Two gleaming gold plates on either side of a Gothic sandstone archway labelled ‘Health Department’ clue you in that the Sir Stamford Hotel at Circular Quay have converted their hotel bar to a stand-alone whisky joint.
Continuing on with the fine tradition of the building, completed in 1898 under the supervision of NSW Government architect, Walter Liberty Vernon, Highlander Whisky Bar has the cure for all that ails you.
While in 1913 that was probably a free small pox vaccination; and, from 1930 to the mid 1980s, a cure for venereal disease; today it’s a wee dram of whisky to fill you with warmth and good cheer.
Accompanied by a drum and the continuous drone of bagpipes, the General Manager of Sir Stamford at Circular Quay, Jacky Cheung, declared the Highlander Whisky Bar open for business last month.

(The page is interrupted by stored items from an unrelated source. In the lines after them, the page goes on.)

//! Best-effort wrapper around a content provider.
//!
//! Remote content only enriches a character, so every failure collapses to an
//! empty answer. Successful answers are cached for the configured TTL.

use std::sync::Arc;
use std::time::Duration;

use async_trait::async_trait;

use crate::infrastructure::cache::TtlCache;
use crate::infrastructure::ports::{
    ClockPort, ContentError, ContentProviderPort, MonsterSummary, SpellSummary,
};

pub struct BestEffortContent {
    inner: Arc<dyn ContentProviderPort>,
    timeout: Duration,
    spells: TtlCache<String, Vec<SpellSummary>>,
    monsters: TtlCache<String, Option<MonsterSummary>>,
}

impl BestEffortContent {
    pub fn new(
        inner: Arc<dyn ContentProviderPort>,
        timeout: Duration,
        cache_ttl: Duration,
        clock: Arc<dyn ClockPort>,
    ) -> Self {
        Self {
            inner,
            timeout,
            spells: TtlCache::new(cache_ttl, clock.clone()),
            monsters: TtlCache::new(cache_ttl, clock),
        }
    }

    fn timeout_ms(&self) -> u64 {
        u64::try_from(self.timeout.as_millis()).unwrap_or(u64::MAX)
    }
}

#[async_trait]
impl ContentProviderPort for BestEffortContent {
    async fn spells_for_class(&self, class_index: &str) -> Result<Vec<SpellSummary>, ContentError> {
        let key = class_index.to_string();
        if let Some(cached) = self.spells.get(&key).await {
            tracing::debug!(class = class_index, "Spell list cache hit");
            return Ok(cached);
        }

        match tokio::time::timeout(self.timeout, self.inner.spells_for_class(class_index)).await {
            Ok(Ok(spells)) => {
                self.spells.insert(key, spells.clone()).await;
                Ok(spells)
            }
            Ok(Err(e)) => {
                tracing::warn!(class = class_index, error = %e, "Spell list unavailable");
                Ok(Vec::new())
            }
            Err(_) => {
                tracing::warn!(
                    class = class_index,
                    timeout_ms = self.timeout_ms(),
                    "Spell list request timed out"
                );
                Ok(Vec::new())
            }
        }
    }

    async fn monster(&self, index: &str) -> Result<Option<MonsterSummary>, ContentError> {
        let key = index.to_string();
        if let Some(cached) = self.monsters.get(&key).await {
            tracing::debug!(monster = index, "Monster cache hit");
            return Ok(cached);
        }

        match tokio::time::timeout(self.timeout, self.inner.monster(index)).await {
            Ok(Ok(monster)) => {
                self.monsters.insert(key, monster.clone()).await;
                Ok(monster)
            }
            Ok(Err(e)) => {
                tracing::warn!(monster = index, error = %e, "Monster lookup failed");
                Ok(None)
            }
            Err(_) => {
                tracing::warn!(
                    monster = index,
                    timeout_ms = self.timeout_ms(),
                    "Monster lookup timed out"
                );
                Ok(None)
            }
        }
    }
}

/// Provider used when remote content is disabled.
#[derive(Debug, Clone, Copy, Default)]
pub struct NoContent;

#[async_trait]
impl ContentProviderPort for NoContent {
    async fn spells_for_class(&self, _class_index: &str) -> Result<Vec<SpellSummary>, ContentError> {
        Ok(Vec::new())
    }

    async fn monster(&self, _index: &str) -> Result<Option<MonsterSummary>, ContentError> {
        Ok(None)
    }
}

#[cfg(test)]
mod tests {
    use super::*;
    use crate::infrastructure::clock::SystemClock;
    use crate::infrastructure::ports::MockContentProviderPort;

    fn spell(name: &str) -> SpellSummary {
        SpellSummary {
            index: name.to_lowercase(),
            name: name.to_string(),
            level: 0,
        }
    }

    fn wrap(inner: impl ContentProviderPort + 'static, timeout: Duration) -> BestEffortContent {
        BestEffortContent::new(
            Arc::new(inner),
            timeout,
            Duration::from_secs(3_600),
            Arc::new(SystemClock::new()),
        )
    }

    #[tokio::test]
    async fn successful_answers_are_cached() {
        let mut inner = MockContentProviderPort::new();
        inner
            .expect_spells_for_class()
            .times(1)
            .returning(|_| Ok(vec![spell("Light")]));
        let content = wrap(inner, Duration::from_secs(1));

        let first = content.spells_for_class("wizard").await.expect("best effort");
        let second = content.spells_for_class("wizard").await.expect("best effort");
        assert_eq!(first, vec![spell("Light")]);
        assert_eq!(second, first);
    }

    #[tokio::test]
    async fn provider_errors_become_empty_and_are_not_cached() {
        let mut inner = MockContentProviderPort::new();
        inner
            .expect_spells_for_class()
            .times(2)
            .returning(|_| Err(ContentError::request("connection refused")));
        let content = wrap(inner, Duration::from_secs(1));

        assert!(content.spells_for_class("cleric").await.expect("best effort").is_empty());
        assert!(content.spells_for_class("cleric").await.expect("best effort").is_empty());
    }

    struct SlowProvider;

    #[async_trait]
    impl ContentProviderPort for SlowProvider {
        async fn spells_for_class(&self, _: &str) -> Result<Vec<SpellSummary>, ContentError> {
            tokio::time::sleep(Duration::from_secs(5)).await;
            Ok(vec![spell("Too Late")])
        }

        async fn monster(&self, _: &str) -> Result<Option<MonsterSummary>, ContentError> {
            tokio::time::sleep(Duration::from_secs(5)).await;
            Ok(None)
        }
    }

    #[tokio::test]
    async fn slow_provider_times_out_to_empty() {
        let content = wrap(SlowProvider, Duration::from_millis(20));
        assert!(content.spells_for_class("bard").await.expect("best effort").is_empty());
        assert_eq!(content.monster("goblin").await.expect("best effort"), None);
    }

    #[tokio::test]
    async fn no_content_is_always_empty() {
        assert!(NoContent.spells_for_class("wizard").await.expect("empty").is_empty());
        assert_eq!(NoContent.monster("lich").await.expect("empty"), None);
    }
}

The bar’s stately interior melds well with the old-world charm of the 5-star hotel. While a red tartan wall marks the internal entrance from the hotel, you can also enter the Highlander from Macquarie Street without an awkward parade through the hotel lobby.
It’s a large but cosy space, with a piano and plenty of well-spaced armchairs set around polished table tops.
Timber floors are softened by Persian carpets; with the bar’s moody light level boosted by shaded table lamps and direct lighting that highlights the ornate, gold-framed art collection. Some paintings are in need of restoration, their detail diminished by layers of tobacco from back when you could still smoke in bars.
The launch soiree saw us digging into plates of well-displayed Australian cheese, fruit, dips and charcuterie. They bode well for the bar’s planned whisky and cheese tastings, and their bi-monthly Whisky Master Classes ($80-$130/head) which will see guests taste across across five or six different whiskies. You can also visit the bar independently and order your own mini version – the Cheese Plate ($20).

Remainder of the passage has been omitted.